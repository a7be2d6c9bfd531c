use anyhow::{Context, Result};
use itertools::Itertools;
use tracing::debug;
use util::{Answer, AnswerSet, LineSequence, Puzzle};

/// Calorie totals per elf, biggest first. Elves are separated by blank lines.
fn find_ordered_totals<'a>(input: impl Iterator<Item = &'a str>) -> Result<Vec<i64>> {
    let mut totals = input
        .group_by(|line| line.is_empty())
        .into_iter()
        .filter(|(blank, _)| !blank)
        .map(|(_, elf)| {
            elf.map(|calories| {
                calories
                    .parse::<i64>()
                    .with_context(|| format!("Bad calorie count {calories:?}"))
            })
            .sum::<Result<i64>>()
        })
        .collect::<Result<Vec<_>>>()?;

    totals.sort_unstable_by(|a, b| b.cmp(a));

    Ok(totals)
}

fn get_biggest_total(totals: &[i64]) -> Result<i64> {
    totals.first().copied().context("No elves in the input")
}

fn get_biggest_three_total(totals: &[i64]) -> i64 {
    totals.iter().take(3).sum()
}

pub struct CalorieCounting;

impl Puzzle for CalorieCounting {
    const QUESTIONS: &'static [&'static str] = &[
        "Total Calories of the Elf carrying the most Calories",
        "Total Calories of the top three Elves carrying the most Calories",
    ];

    fn solve(input: &LineSequence) -> Result<AnswerSet> {
        let totals = find_ordered_totals(input.iter().map(String::as_str))?;
        debug!(elves = totals.len(), "counted calories");

        Ok(AnswerSet::from([
            Answer::from(get_biggest_total(&totals)?),
            Answer::from(get_biggest_three_total(&totals)),
        ]))
    }
}

#[cfg(test)]
mod tests {
    use super::*;
    use util::{compare, LineTrim};
    use rstest::rstest;

    const TEST_INPUT: &str = include_str!("../example-input.txt");
    const TEST_ANSWERS: &str = include_str!("../example-input-answers.txt");

    #[test]
    fn totals_ok() {
        let totals = find_ordered_totals(TEST_INPUT.lines());

        assert!(totals.is_ok());

        assert_eq!(totals.unwrap(), vec![24000, 11000, 10000, 6000, 4000]);
    }

    #[rstest]
    #[case(&["3", "4", "", "7"], vec![7, 7])]
    #[case(&["3", "4", "", "", "", "7", ""], vec![7, 7])]
    #[case(&["", "1", "", "2"], vec![2, 1])]
    fn equal_totals_are_kept(#[case] lines: &[&str], #[case] expected: Vec<i64>) {
        let totals = find_ordered_totals(lines.iter().copied()).unwrap();

        assert_eq!(totals, expected);
    }

    #[test]
    fn fewer_than_three_elves() {
        let totals = find_ordered_totals(["3", "4", "", "7"].into_iter()).unwrap();

        assert_eq!(get_biggest_total(&totals).unwrap(), 7);
        assert_eq!(get_biggest_three_total(&totals), 14);
    }

    #[test]
    fn bad_count_is_an_error() {
        let totals = find_ordered_totals(["100", "lots"].into_iter());

        assert!(totals.is_err());
    }

    #[test]
    fn solve_example() {
        let input = LineSequence::from_text(TEST_INPUT, CalorieCounting::LINE_TRIM);

        let answers = CalorieCounting::solve(&input).unwrap();

        assert_eq!(
            answers,
            AnswerSet::from([Answer::Number(24000), Answer::Number(45000)])
        );
    }

    #[test]
    fn example_answers_match() {
        let input = LineSequence::from_text(TEST_INPUT, CalorieCounting::LINE_TRIM);
        let expected = LineSequence::from_text(TEST_ANSWERS, LineTrim::Whitespace);

        let report = compare(&CalorieCounting::solve(&input).unwrap(), &expected).unwrap();

        assert!(report.all_passed(), "{report}");
    }
}
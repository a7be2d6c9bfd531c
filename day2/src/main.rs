use anyhow::Result;
use day2::RockPaperScissors;

fn main() -> Result<()> {
    util::run::<RockPaperScissors>()
}
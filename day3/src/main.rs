use anyhow::Result;
use day3::RucksackReorganization;

fn main() -> Result<()> {
    util::run::<RucksackReorganization>()
}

• • • • • • •

_Task description_
Reproduce every line of the material above that has the string "Puzzle".

_Task response_
use util::{Answer, AnswerSet, LineSequence, Puzzle};
impl Puzzle for CalorieCounting {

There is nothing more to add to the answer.